Este 11 de junio, el fútbol mexicano ha escrito un importante capítulo en su trayectoria dentro del fútbol internacional. La Selección Mexicana logró ganar por primera vez un juego inaugural en una Copa del Mundo, un logro que adquiere un matiz especial al ocurrir mientras el país se desempeña como anfitrión por tercera ocasión. El encuentro se llevó a cabo en el Estadio Ciudad de México, donde la atmósfera era de máxima expectación tras una espectacular ceremonia de apertura que contó con la participación de figuras internacionales como Shakira, Belinda y J Balvin.
En el terreno de juego, el equipo nacional se enfrentó a su similar de Sudáfrica en un partido emocionante que mantuvo a los espectadores al filo de sus asientos. La intensidad del encuentro se manifestó desde los primeros minutos, y fue Julián Quiñones, jugador de origen colombiano y naturalizado mexicano, quien se encargó de romper el empate. Al minuto 8 del primer tiempo, Quiñones anotó el primer gol del partido, una anotación que elevó las emociones de los fanáticos nacionales y puso a México en ventaja temprana.
Sin embargo, más allá del resultado deportivo, el encuentro estuvo marcado por una carga emocional profunda, centrada principalmente en la figura de Raúl Jiménez. El delantero, quien actualmente milita en el Wolverhampton Wanderers, fue el autor del segundo gol de la victoria, una jugada que se convirtió en el momento más significativo de la jornada. Tras recibir un pase preciso de Érik Lira, Jiménez ejecutó un espectacular gol de cabeza, elevándose por los aires en un salto determinante para asegurar el marcador.
La celebración del gol, no obstante, tuvo un sabor agridulce. Inmediatamente después de anotar, los sentimientos se apoderaron del futbolista. Raúl Jiménez levantó los brazos señalando y mirando hacia el cielo, mientras las lágrimas inundaban sus ojos. La escena fue captada por las cámaras y transmitida al mundo entero, revelando la melancolía que acompañaba su alegría deportiva. Sus compañeros de equipo se aproximaron rápidamente para abrazarlo, en un gesto que buscaba tanto celebrar la anotación como contener al jugador en medio de su evidente conmoción. En otras tomas, se observó a Jiménez realizando una señal de corazón con ambas manos, reafirmando la naturaleza personal de su festejo.
Este momento de vulnerabilidad tiene una razón profunda: la reciente pérdida de su padre. El señor Raúl Jiménez Vega falleció el pasado 11 de marzo, a la edad de 66 años, luego de haber enfrentado una difícil lucha de más de un año contra el cáncer de páncreas.
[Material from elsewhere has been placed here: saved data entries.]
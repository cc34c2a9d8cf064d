//! Sales dashboard (staff)

use axum::Json;
use axum::extract::State;
use shared::models::{DashboardStats, MonthlySales};

use super::ApiResult;
use crate::db::dashboard;
use crate::state::AppState;
use crate::util::today;

/// GET /api/dashboard/stats
pub async fn stats(State(state): State<AppState>) -> ApiResult<DashboardStats> {
    Ok(Json(dashboard::stats(&state.pool, today()).await?))
}

/// GET /api/dashboard/monthly-sales
pub async fn monthly_sales(State(state): State<AppState>) -> ApiResult<Vec<MonthlySales>> {
    Ok(Json(dashboard::monthly_sales(&state.pool, today()).await?))
}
Para el delantero, esta pérdida representó un golpe devastador, ya que su padre había sido un pilar fundamental no solo en su vida personal, sino también en el desarrollo de su carrera profesional.
La relación entre padre e hijo se fortaleció especialmente durante uno de los momentos más críticos de la trayectoria del jugador. En noviembre de 2020, Raúl Jiménez sufrió una grave fractura de cráneo debido a un fuerte choque de cabezas con David Luiz durante un partido disputado entre el Wolverhampton y el Arsenal. Aquel incidente obligó al futbolista a ser trasladado de urgencia a un hospital en Londres, donde fue sometido a una craneotomía de emergencia para reparar la fractura ósea y detener un sangrado intracraneal. Durante todo el complejo proceso de recuperación y rehabilitación, el jugador contó con el apoyo incondicional de su padre, quien lo acompañó en cada paso hacia su regreso a las canchas.
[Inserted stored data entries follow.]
//! Dish database operations

use shared::error::{AppError, ErrorCode};
use shared::models::{
    AvailableDish, BestSeller, DEFAULT_SHELF_LIFE, Dish, DishCreate, DishGroup, DishStatus,
    DishUpdate, Weekday,
};
use shared::money;
use shared::util::non_blank;
use sqlx::PgPool;

use crate::error::ServiceResult;
use crate::util::{MAX_CODE_LEN, MAX_NAME_LEN, MAX_SHORT_TEXT_LEN, validate_required_text};

const DISH_COLUMNS: &str = r#"
    d.id, d.code, d.name, d.description, d.price, d.image, d.weight_kg,
    d.dish_group, d.ingredients, d.allergens, d.shelf_life, d.price_without_vat,
    d.calories, d.proteins, d.fat, d.carbohydrates, d.sodium, d.status, d.created_at
"#;

// ── Read ──

/// Dishes ordered by name, optionally filtered by group and status
pub async fn list(
    pool: &PgPool,
    group: Option<DishGroup>,
    status: Option<DishStatus>,
) -> ServiceResult<Vec<Dish>> {
    let sql = format!(
        r#"
        SELECT {DISH_COLUMNS}
        FROM dishes d
        WHERE ($1::dish_group IS NULL OR d.dish_group = $1)
          AND ($2::dish_status IS NULL OR d.status = $2)
        ORDER BY d.name
        "#
    );
    let rows: Vec<Dish> = sqlx::query_as(&sql)
        .bind(group)
        .bind(status)
        .fetch_all(pool)
        .await?;
    Ok(rows)
}

pub async fn get(pool: &PgPool, id: i64) -> ServiceResult<Option<Dish>> {
    let sql = format!("SELECT {DISH_COLUMNS} FROM dishes d WHERE d.id = $1");
    let row: Option<Dish> = sqlx::query_as(&sql).bind(id).fetch_optional(pool).await?;
    Ok(row)
}

/// Like [`get`], failing with `DishNotFound`
pub async fn require(pool: &PgPool, id: i64) -> ServiceResult<Dish> {
    get(pool, id).await?.ok_or_else(|| {
        AppError::with_message(ErrorCode::DishNotFound, format!("Dish {id} not found")).into()
    })
}

/// Dishes offered on `weekday`, optionally restricted to one group
pub async fn available_on(
    pool: &PgPool,
    weekday: Weekday,
    group: Option<DishGroup>,
) -> ServiceResult<Vec<AvailableDish>> {
    let sql = format!(
        r#"
        SELECT a.id AS availability_id, a.weekday, {DISH_COLUMNS}
        FROM dish_availability a
        JOIN dishes d ON d.id = a.dish_id
        WHERE a.weekday = $1
          AND ($2::dish_group IS NULL OR d.dish_group = $2)
        ORDER BY d.name
        "#
    );
    let rows: Vec<AvailableDish> = sqlx::query_as(&sql)
        .bind(weekday)
        .bind(group)
        .fetch_all(pool)
        .await?;
    Ok(rows)
}

/// Distinct groups that have at least one dish
pub async fn groups_in_use(pool: &PgPool) -> ServiceResult<Vec<DishGroup>> {
    let groups: Vec<DishGroup> =
        sqlx::query_scalar("SELECT DISTINCT dish_group FROM dishes ORDER BY dish_group")
            .fetch_all(pool)
            .await?;
    Ok(groups)
}

/// Top dishes by total ordered quantity in the order history
pub async fn best_sellers(pool: &PgPool, limit: i64) -> ServiceResult<Vec<BestSeller>> {
    let rows: Vec<BestSeller> = sqlx::query_as(
        r#"
        SELECT d.id AS dish_id, d.name, SUM(h.quantity)::BIGINT AS total_quantity
        FROM order_history h
        JOIN dishes d ON d.id = h.dish_id
        GROUP BY d.id, d.name
        ORDER BY total_quantity DESC, d.name
        LIMIT $1
        "#,
    )
    .bind(limit)
    .fetch_all(pool)
    .await?;
    Ok(rows)
}

pub async fn count(pool: &PgPool) -> ServiceResult<i64> {
    let n: i64 = sqlx::query_scalar("SELECT COUNT(*) FROM dishes")
        .fetch_one(pool)
        .await?;
    Ok(n)
}

// ── Write ──

fn validate_fields(code: &str, name: &str, price: rust_decimal::Decimal) -> Result<(), AppError> {
    validate_required_text(code, "code", MAX_CODE_LEN)?;
    validate_required_text(name, "name", MAX_NAME_LEN)?;
    money::validate_price(price)
}

pub async fn create(pool: &PgPool, data: &DishCreate) -> ServiceResult<Dish> {
    validate_fields(&data.code, &data.name, data.price)?;
    let shelf_life = non_blank(data.shelf_life.clone()).unwrap_or_else(|| DEFAULT_SHELF_LIFE.into());
    validate_required_text(&shelf_life, "shelf_life", MAX_SHORT_TEXT_LEN)?;

    let (id,): (i64,) = sqlx::query_as(
        r#"
        INSERT INTO dishes (
            code, name, description, price, image, weight_kg, dish_group,
            ingredients, allergens, shelf_life, price_without_vat,
            calories, proteins, fat, carbohydrates, sodium, status
        )
        VALUES ($1, $2, $3, $4, $5, $6, $7, $8, $9, $10, $11, $12, $13, $14, $15, $16, $17)
        RETURNING id
        "#,
    )
    .bind(data.code.trim())
    .bind(data.name.trim())
    .bind(data.description.clone().unwrap_or_default())
    .bind(data.price)
    .bind(non_blank(data.image.clone()))
    .bind(data.weight_kg.unwrap_or_default())
    .bind(data.group.unwrap_or_default())
    .bind(data.ingredients.clone().unwrap_or_default())
    .bind(data.allergens.clone().unwrap_or_default())
    .bind(&shelf_life)
    .bind(money::price_without_vat(data.price))
    .bind(data.calories)
    .bind(data.proteins)
    .bind(data.fat)
    .bind(data.carbohydrates)
    .bind(data.sodium)
    .bind(data.status.unwrap_or_default())
    .fetch_one(pool)
    .await?;

    tracing::info!(dish_id = id, code = %data.code, "Dish created");
    require(pool, id).await
}

/// Merge the update into the stored dish; the VAT-exclusive price is recomputed
pub async fn update(pool: &PgPool, id: i64, data: &DishUpdate) -> ServiceResult<Dish> {
    let mut dish = require(pool, id).await?;

    if let Some(v) = &data.code {
        dish.code = v.trim().to_string();
    }
    if let Some(v) = &data.name {
        dish.name = v.trim().to_string();
    }
    if let Some(v) = &data.description {
        dish.description = v.clone();
    }
    if let Some(v) = data.price {
        dish.price = v;
    }
    if data.image.is_some() {
        dish.image = non_blank(data.image.clone());
    }
    if let Some(v) = data.weight_kg {
        dish.weight_kg = v;
    }
    if let Some(v) = data.group {
        dish.dish_group = v;
    }
    if let Some(v) = &data.ingredients {
        dish.ingredients = v.clone();
    }
    if let Some(v) = &data.allergens {
        dish.allergens = v.clone();
    }
    if let Some(v) = non_blank(data.shelf_life.clone()) {
        dish.shelf_life = v;
    }
    if data.calories.is_some() {
        dish.calories = data.calories;
    }
    if data.proteins.is_some() {
        dish.proteins = data.proteins;
    }
    if data.fat.is_some() {
        dish.fat = data.fat;
    }
    if data.carbohydrates.is_some() {
        dish.carbohydrates = data.carbohydrates;
    }
    if data.sodium.is_some() {
        dish.sodium = data.sodium;
    }
    if let Some(v) = data.status {
        dish.status = v;
    }

    validate_fields(&dish.code, &dish.name, dish.price)?;
    validate_required_text(&dish.shelf_life, "shelf_life", MAX_SHORT_TEXT_LEN)?;

    sqlx::query(
        r#"
        UPDATE dishes SET
            code = $1, name = $2, description = $3, price = $4, image = $5,
            weight_kg = $6, dish_group = $7, ingredients = $8, allergens = $9,
            shelf_life = $10, price_without_vat = $11, calories = $12, proteins = $13,
            fat = $14, carbohydrates = $15, sodium = $16, status = $17
        WHERE id = $18
        "#,
    )
    .bind(&dish.code)
    .bind(&dish.name)
    .bind(&dish.description)
    .bind(dish.price)
    .bind(&dish.image)
    .bind(dish.weight_kg)
    .bind(dish.dish_group)
    .bind(&dish.ingredients)
    .bind(&dish.allergens)
    .bind(&dish.shelf_life)
    .bind(money::price_without_vat(dish.price))
    .bind(dish.calories)
    .bind(dish.proteins)
    .bind(dish.fat)
    .bind(dish.carbohydrates)
    .bind(dish.sodium)
    .bind(dish.status)
    .bind(id)
    .execute(pool)
    .await?;

    require(pool, id).await
}

pub async fn delete(pool: &PgPool, id: i64) -> ServiceResult<()> {
    let result = sqlx::query("DELETE FROM dishes WHERE id = $1")
        .bind(id)
        .execute(pool)
        .await?;
    if result.rows_affected() == 0 {
        return Err(AppError::new(ErrorCode::DishNotFound).into());
    }
    tracing::info!(dish_id = id, "Dish deleted");
    Ok(())
}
La conmoción del jugador fue respaldada por la propia Selección Mexicana a través de sus redes sociales. En la cuenta oficial de Instagram, el equipo compartió fotografías del festejo de Jiménez acompañadas de la frase: “Un tanto que llega hasta el cielo”. Este mensaje hizo eco de las palabras que el propio futbolista había expresado tras el fallecimiento de su progenitor en marzo, cuando escribió en sus historias de Instagram: “Pa, gracias por tanto amor. ¡Te extrañaremos siempre! Con el corazón lleno de gratitud, despedimos a mi papá. Raúl Jiménez Vega”. En aquel mensaje, el jugador también solicitó privacidad para su familia durante esos momentos difíciles.
El partido concluyó con un marcador definitivo de 2-0 a favor de México. Si bien el equipo logró el objetivo deportivo de iniciar el Mundial con una victoria, la imagen de Raúl Jiménez mirando al cielo quedó grabada como el testimonio de un hijo que, en la cima de su éxito profesional, recordó y dedicó su logro al hombre que fue su guía y sostén.